■ **What you are asked to do**
Please return every line below that contains the string "answered".

(Source data)
┏━━
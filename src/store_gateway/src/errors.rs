//! Error types shared by every store backend.
//!
//! Backends translate their native failures (HTTP status, RPC status names,
//! transport errors) into an [`ErrorCode`]. The code is the only thing the
//! retry layer looks at, so a new backend only has to get the mapping right.

use std::fmt;

use serde::{Deserialize, Serialize};
use shared_utils::env::MissingEnvVarError;
use snafu::{Backtrace, Snafu};

/// Canonical classification of a remote failure (gRPC-style status codes).
#[derive(Debug, Clone, Copy, PartialEq, Eq, Hash, Serialize, Deserialize)]
#[serde(rename_all = "kebab-case")]
pub enum ErrorCode {
    /// Caller is not allowed to perform the operation.
    PermissionDenied,
    /// The request itself is malformed.
    InvalidArgument,
    /// Target entity does not exist.
    NotFound,
    /// Create targeted an entity that already exists.
    AlreadyExists,
    /// Quota or rate limit hit.
    ResourceExhausted,
    /// Backend temporarily unreachable.
    Unavailable,
    /// Request timed out.
    DeadlineExceeded,
    /// Concurrency conflict (e.g. transaction contention).
    Aborted,
    /// Backend-side bug or unreadable response.
    Internal,
    /// Anything not covered above.
    Unknown,
}

impl ErrorCode {
    /// Kebab-case name, e.g. `permission-denied`.
    pub fn as_str(&self) -> &'static str {
        match self {
            ErrorCode::PermissionDenied => "permission-denied",
            ErrorCode::InvalidArgument => "invalid-argument",
            ErrorCode::NotFound => "not-found",
            ErrorCode::AlreadyExists => "already-exists",
            ErrorCode::ResourceExhausted => "resource-exhausted",
            ErrorCode::Unavailable => "unavailable",
            ErrorCode::DeadlineExceeded => "deadline-exceeded",
            ErrorCode::Aborted => "aborted",
            ErrorCode::Internal => "internal",
            ErrorCode::Unknown => "unknown",
        }
    }

    /// Map an HTTP status to a code.
    pub fn from_http_status(status: u16) -> Self {
        match status {
            400 | 411 | 413 | 422 => ErrorCode::InvalidArgument,
            401 | 403 => ErrorCode::PermissionDenied,
            404 => ErrorCode::NotFound,
            408 | 504 => ErrorCode::DeadlineExceeded,
            409 => ErrorCode::Aborted,
            429 => ErrorCode::ResourceExhausted,
            500 => ErrorCode::Internal,
            502 | 503 => ErrorCode::Unavailable,
            _ => ErrorCode::Unknown,
        }
    }

    /// Map a Google API status name (`"PERMISSION_DENIED"`) to a code.
    ///
    /// Returns `None` for names we do not recognise so the caller can fall
    /// back to the HTTP status.
    pub fn from_status_name(name: &str) -> Option<Self> {
        let code = match name {
            "PERMISSION_DENIED" | "UNAUTHENTICATED" => ErrorCode::PermissionDenied,
            "INVALID_ARGUMENT" | "FAILED_PRECONDITION" | "OUT_OF_RANGE" => {
                ErrorCode::InvalidArgument
            }
            "NOT_FOUND" => ErrorCode::NotFound,
            "ALREADY_EXISTS" => ErrorCode::AlreadyExists,
            "RESOURCE_EXHAUSTED" => ErrorCode::ResourceExhausted,
            "UNAVAILABLE" => ErrorCode::Unavailable,
            "DEADLINE_EXCEEDED" => ErrorCode::DeadlineExceeded,
            "ABORTED" => ErrorCode::Aborted,
            "INTERNAL" | "DATA_LOSS" => ErrorCode::Internal,
            "UNKNOWN" | "CANCELLED" => ErrorCode::Unknown,
            _ => return None,
        };
        Some(code)
    }
}

impl fmt::Display for ErrorCode {
    fn fmt(&self, f: &mut fmt::Formatter<'_>) -> fmt::Result {
        f.write_str(self.as_str())
    }
}

/// Errors that can occur while constructing a store client.
#[derive(Debug, Snafu)]
#[snafu(visibility(pub))]
pub enum StoreInitError {
    /// A required environment variable is missing.
    #[snafu(display("Missing environment variable: {source}"))]
    MissingEnvVar {
        source: MissingEnvVarError,
        backtrace: Backtrace,
    },

    /// Failed to build the HTTP client.
    #[snafu(display("Failed to build HTTP client: {source}"))]
    ClientBuild {
        source: reqwest::Error,
        backtrace: Backtrace,
    },

    /// Access token contains characters not allowed in a header.
    #[snafu(display("Invalid access token format: {source}"))]
    InvalidToken {
        source: reqwest::header::InvalidHeaderValue,
        backtrace: Backtrace,
    },
}

/// Errors returned by [`IdentityProvider`](crate::identity::IdentityProvider)
/// and [`DocumentStore`](crate::documents::DocumentStore) calls.
#[derive(Debug, Snafu)]
#[snafu(visibility(pub))]
pub enum StoreError {
    /// The backend answered and rejected the request.
    #[snafu(display("{operation} failed ({code}): {message}"))]
    Remote {
        operation: String,
        code: ErrorCode,
        message: String,
        backtrace: Backtrace,
    },

    /// The request never got a usable answer (connect, TLS, timeout, ...).
    #[snafu(display("{operation} transport error: {source}"))]
    Transport {
        operation: String,
        source: reqwest::Error,
        backtrace: Backtrace,
    },

    /// The backend answered with a body we could not interpret.
    #[snafu(display("{operation} returned an unreadable response: {message}"))]
    Decode {
        operation: String,
        message: String,
        backtrace: Backtrace,
    },
}

impl StoreError {
    /// Classification used by the retry layer.
    pub fn code(&self) -> ErrorCode {
        match self {
            StoreError::Remote { code, .. } => *code,
            StoreError::Transport { source, .. } if source.is_timeout() => {
                ErrorCode::DeadlineExceeded
            }
            StoreError::Transport { .. } => ErrorCode::Unavailable,
            StoreError::Decode { .. } => ErrorCode::Internal,
        }
    }

    /// Shorthand for building a [`StoreError::Remote`].
    pub fn remote(
        operation: impl Into<String>,
        code: ErrorCode,
        message: impl Into<String>,
    ) -> Self {
        RemoteSnafu {
            operation: operation.into(),
            code,
            message: message.into(),
        }
        .build()
    }
}

#[cfg(test)]
mod tests {
    use super::*;

    #[test]
    fn http_statuses_map_to_codes() {
        assert_eq!(ErrorCode::from_http_status(403), ErrorCode::PermissionDenied);
        assert_eq!(ErrorCode::from_http_status(401), ErrorCode::PermissionDenied);
        assert_eq!(ErrorCode::from_http_status(400), ErrorCode::InvalidArgument);
        assert_eq!(ErrorCode::from_http_status(429), ErrorCode::ResourceExhausted);
        assert_eq!(ErrorCode::from_http_status(503), ErrorCode::Unavailable);
        assert_eq!(ErrorCode::from_http_status(418), ErrorCode::Unknown);
    }

    #[test]
    fn status_names_take_precedence_when_known() {
        assert_eq!(
            ErrorCode::from_status_name("FAILED_PRECONDITION"),
            Some(ErrorCode::InvalidArgument)
        );
        assert_eq!(ErrorCode::from_status_name("SOMETHING_NEW"), None);
    }

    #[test]
    fn remote_error_reports_its_code() {
        let err = StoreError::remote("commit", ErrorCode::Aborted, "contention");
        assert_eq!(err.code(), ErrorCode::Aborted);
        assert_eq!(err.to_string(), "commit failed (aborted): contention");
    }
}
┗━━
■ **Result of the task**
    /// The backend answered and rejected the request.
    /// The backend answered with a body we could not interpret.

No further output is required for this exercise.